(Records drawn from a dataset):
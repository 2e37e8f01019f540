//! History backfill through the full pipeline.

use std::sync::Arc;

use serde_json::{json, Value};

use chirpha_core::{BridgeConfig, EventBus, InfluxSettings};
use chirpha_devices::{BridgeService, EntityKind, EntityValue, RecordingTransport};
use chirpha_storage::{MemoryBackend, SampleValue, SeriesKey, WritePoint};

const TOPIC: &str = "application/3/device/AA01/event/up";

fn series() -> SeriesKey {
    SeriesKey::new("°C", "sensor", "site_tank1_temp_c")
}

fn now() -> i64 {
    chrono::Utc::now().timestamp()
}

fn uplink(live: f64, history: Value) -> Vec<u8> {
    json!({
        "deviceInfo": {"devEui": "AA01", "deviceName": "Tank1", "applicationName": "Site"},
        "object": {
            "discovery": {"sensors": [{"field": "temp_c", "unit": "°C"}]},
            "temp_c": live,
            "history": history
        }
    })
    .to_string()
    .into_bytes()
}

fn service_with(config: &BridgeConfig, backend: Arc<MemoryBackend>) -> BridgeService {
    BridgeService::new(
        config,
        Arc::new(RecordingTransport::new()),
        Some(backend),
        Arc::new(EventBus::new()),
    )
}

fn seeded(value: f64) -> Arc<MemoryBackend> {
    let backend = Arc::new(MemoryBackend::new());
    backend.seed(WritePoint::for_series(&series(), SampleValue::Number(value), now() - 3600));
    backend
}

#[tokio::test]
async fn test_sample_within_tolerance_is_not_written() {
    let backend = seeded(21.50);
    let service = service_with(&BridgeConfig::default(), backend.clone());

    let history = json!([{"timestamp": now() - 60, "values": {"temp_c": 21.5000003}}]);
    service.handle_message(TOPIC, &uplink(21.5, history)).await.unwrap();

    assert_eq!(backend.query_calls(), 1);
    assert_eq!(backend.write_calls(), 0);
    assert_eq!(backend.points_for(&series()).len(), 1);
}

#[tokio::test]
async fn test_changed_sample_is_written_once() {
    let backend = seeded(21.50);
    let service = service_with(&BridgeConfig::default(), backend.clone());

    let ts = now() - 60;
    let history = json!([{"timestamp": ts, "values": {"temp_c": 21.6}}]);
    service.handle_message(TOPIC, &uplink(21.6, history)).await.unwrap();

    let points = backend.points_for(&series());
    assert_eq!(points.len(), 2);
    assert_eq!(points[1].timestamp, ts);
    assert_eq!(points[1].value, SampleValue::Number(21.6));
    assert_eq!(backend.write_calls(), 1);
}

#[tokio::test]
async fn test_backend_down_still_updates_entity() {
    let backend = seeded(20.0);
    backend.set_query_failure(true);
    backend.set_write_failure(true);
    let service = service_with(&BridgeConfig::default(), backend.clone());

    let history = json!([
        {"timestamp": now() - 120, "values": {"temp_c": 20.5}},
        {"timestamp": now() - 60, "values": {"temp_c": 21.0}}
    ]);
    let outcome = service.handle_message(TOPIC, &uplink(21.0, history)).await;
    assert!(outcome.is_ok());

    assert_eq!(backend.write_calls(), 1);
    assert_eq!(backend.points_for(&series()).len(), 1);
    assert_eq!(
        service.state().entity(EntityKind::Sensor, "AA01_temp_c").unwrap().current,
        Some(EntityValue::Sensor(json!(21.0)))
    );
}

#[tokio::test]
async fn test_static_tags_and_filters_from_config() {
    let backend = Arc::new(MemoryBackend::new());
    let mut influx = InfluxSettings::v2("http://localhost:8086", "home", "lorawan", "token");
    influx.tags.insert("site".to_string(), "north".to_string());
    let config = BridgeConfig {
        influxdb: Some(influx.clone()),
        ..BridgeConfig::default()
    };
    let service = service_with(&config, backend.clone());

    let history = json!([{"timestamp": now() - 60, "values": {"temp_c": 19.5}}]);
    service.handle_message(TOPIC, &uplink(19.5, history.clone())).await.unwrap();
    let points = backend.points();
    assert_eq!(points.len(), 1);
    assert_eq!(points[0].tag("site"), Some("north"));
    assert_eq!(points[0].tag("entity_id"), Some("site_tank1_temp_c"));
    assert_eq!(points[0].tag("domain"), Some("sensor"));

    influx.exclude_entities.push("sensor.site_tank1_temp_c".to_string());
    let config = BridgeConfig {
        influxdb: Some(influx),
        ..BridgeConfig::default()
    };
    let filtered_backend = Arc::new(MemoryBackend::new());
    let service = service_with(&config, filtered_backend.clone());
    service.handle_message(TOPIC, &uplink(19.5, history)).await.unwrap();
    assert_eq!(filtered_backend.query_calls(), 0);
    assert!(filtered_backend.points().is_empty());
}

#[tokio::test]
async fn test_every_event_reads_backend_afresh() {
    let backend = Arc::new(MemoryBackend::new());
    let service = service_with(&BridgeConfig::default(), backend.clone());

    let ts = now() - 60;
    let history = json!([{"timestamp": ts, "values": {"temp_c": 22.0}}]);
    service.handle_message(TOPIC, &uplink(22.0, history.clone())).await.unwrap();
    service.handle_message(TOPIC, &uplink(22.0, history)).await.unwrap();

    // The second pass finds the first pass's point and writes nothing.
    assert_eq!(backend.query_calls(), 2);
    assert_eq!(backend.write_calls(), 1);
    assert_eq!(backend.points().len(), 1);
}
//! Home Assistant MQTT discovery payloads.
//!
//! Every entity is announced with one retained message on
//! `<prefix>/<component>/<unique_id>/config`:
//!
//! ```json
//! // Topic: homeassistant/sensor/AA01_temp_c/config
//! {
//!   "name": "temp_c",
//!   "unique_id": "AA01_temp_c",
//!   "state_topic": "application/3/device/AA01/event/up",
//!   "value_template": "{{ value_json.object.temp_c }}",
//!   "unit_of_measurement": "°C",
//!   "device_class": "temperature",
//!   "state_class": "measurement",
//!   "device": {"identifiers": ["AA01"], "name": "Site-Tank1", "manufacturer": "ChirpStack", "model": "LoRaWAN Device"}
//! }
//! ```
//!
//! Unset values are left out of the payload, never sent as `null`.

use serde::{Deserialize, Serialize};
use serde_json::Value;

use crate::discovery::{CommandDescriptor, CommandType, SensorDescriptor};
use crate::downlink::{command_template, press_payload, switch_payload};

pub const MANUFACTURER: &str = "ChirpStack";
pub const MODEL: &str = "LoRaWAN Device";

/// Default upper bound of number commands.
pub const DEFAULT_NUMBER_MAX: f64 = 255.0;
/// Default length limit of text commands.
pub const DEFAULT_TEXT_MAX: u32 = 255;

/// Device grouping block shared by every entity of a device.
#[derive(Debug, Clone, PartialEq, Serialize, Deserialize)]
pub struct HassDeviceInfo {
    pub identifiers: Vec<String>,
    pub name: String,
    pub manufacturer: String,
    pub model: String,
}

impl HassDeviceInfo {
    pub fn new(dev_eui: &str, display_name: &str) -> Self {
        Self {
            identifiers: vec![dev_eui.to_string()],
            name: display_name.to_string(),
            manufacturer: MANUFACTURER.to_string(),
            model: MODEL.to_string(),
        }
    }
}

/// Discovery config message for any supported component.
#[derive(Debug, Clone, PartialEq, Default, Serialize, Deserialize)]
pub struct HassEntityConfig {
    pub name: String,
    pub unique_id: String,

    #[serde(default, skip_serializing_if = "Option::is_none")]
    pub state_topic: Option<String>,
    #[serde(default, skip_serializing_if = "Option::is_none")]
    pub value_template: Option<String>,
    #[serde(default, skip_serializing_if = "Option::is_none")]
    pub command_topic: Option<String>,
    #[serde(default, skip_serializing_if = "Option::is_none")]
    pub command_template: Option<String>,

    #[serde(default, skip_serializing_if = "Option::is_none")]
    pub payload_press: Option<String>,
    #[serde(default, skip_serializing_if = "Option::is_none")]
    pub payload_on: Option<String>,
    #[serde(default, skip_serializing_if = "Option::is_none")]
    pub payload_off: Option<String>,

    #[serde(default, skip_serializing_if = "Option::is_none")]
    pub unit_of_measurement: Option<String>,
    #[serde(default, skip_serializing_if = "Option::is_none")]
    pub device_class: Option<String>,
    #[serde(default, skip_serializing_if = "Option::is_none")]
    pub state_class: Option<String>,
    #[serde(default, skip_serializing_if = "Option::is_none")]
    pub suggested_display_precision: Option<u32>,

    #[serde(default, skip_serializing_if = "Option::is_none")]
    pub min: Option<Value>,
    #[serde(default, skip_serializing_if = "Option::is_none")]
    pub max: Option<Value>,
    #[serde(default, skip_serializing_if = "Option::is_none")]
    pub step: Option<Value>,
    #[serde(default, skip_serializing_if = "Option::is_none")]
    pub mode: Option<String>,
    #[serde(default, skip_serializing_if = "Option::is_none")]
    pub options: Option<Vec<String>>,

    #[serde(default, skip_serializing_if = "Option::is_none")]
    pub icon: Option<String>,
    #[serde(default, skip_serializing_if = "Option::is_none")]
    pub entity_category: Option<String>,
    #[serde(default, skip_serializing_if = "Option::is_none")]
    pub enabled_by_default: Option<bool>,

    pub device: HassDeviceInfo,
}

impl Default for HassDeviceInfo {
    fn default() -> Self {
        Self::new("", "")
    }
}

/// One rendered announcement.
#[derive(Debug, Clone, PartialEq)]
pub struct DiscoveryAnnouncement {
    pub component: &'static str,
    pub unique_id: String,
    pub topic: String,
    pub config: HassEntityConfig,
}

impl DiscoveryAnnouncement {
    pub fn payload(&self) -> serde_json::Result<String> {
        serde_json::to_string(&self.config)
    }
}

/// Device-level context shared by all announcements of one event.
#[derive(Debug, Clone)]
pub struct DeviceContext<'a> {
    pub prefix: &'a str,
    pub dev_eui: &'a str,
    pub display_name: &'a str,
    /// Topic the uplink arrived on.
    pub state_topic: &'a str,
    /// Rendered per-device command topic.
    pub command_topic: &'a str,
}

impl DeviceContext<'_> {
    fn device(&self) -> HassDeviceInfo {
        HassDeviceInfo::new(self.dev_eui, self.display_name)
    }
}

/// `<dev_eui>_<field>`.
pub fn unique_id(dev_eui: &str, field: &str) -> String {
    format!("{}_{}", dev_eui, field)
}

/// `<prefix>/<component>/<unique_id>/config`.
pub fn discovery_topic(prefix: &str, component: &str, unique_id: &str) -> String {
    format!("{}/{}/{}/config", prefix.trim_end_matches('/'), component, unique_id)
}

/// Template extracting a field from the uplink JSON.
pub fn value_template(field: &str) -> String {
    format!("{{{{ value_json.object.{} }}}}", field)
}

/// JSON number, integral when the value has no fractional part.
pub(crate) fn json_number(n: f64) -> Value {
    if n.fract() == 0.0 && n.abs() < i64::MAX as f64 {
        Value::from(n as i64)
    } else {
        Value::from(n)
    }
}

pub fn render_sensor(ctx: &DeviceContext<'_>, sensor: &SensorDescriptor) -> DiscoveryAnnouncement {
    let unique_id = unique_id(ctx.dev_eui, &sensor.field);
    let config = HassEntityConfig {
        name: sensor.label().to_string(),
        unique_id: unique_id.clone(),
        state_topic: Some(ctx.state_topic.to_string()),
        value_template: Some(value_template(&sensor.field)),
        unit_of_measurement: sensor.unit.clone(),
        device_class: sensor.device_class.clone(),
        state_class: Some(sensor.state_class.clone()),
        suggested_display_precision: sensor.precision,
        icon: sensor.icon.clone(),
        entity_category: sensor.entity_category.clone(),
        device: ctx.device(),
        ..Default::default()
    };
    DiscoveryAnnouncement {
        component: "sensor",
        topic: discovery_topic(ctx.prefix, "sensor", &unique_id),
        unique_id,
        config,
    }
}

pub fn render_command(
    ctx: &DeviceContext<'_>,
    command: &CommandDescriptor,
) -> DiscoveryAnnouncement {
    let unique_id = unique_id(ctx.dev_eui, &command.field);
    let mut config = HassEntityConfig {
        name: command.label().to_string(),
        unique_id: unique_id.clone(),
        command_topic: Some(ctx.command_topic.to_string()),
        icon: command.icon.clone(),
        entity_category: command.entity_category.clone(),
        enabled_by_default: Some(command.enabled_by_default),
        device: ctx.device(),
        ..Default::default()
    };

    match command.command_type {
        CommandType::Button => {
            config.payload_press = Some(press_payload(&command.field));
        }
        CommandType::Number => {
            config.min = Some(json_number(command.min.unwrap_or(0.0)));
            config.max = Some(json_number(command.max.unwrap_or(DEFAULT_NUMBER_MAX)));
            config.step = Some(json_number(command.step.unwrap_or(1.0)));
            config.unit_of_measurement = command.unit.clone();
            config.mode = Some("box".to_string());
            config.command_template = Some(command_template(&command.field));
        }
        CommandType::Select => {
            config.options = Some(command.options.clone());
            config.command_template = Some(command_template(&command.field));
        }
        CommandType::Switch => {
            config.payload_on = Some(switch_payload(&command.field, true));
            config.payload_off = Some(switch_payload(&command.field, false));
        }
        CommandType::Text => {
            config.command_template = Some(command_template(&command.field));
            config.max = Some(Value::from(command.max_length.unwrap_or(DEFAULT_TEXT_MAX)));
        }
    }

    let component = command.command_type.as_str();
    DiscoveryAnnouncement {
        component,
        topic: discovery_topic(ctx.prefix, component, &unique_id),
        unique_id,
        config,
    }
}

(Exercise instructions): Look through the records above and please copy every line in which the string "HassDeviceInfo" occurs.

(Written reply):
pub struct HassDeviceInfo {
impl HassDeviceInfo {
    pub device: HassDeviceInfo,
impl Default for HassDeviceInfo {
    fn device(&self) -> HassDeviceInfo {
        HassDeviceInfo::new(self.dev_eui, self.display_name)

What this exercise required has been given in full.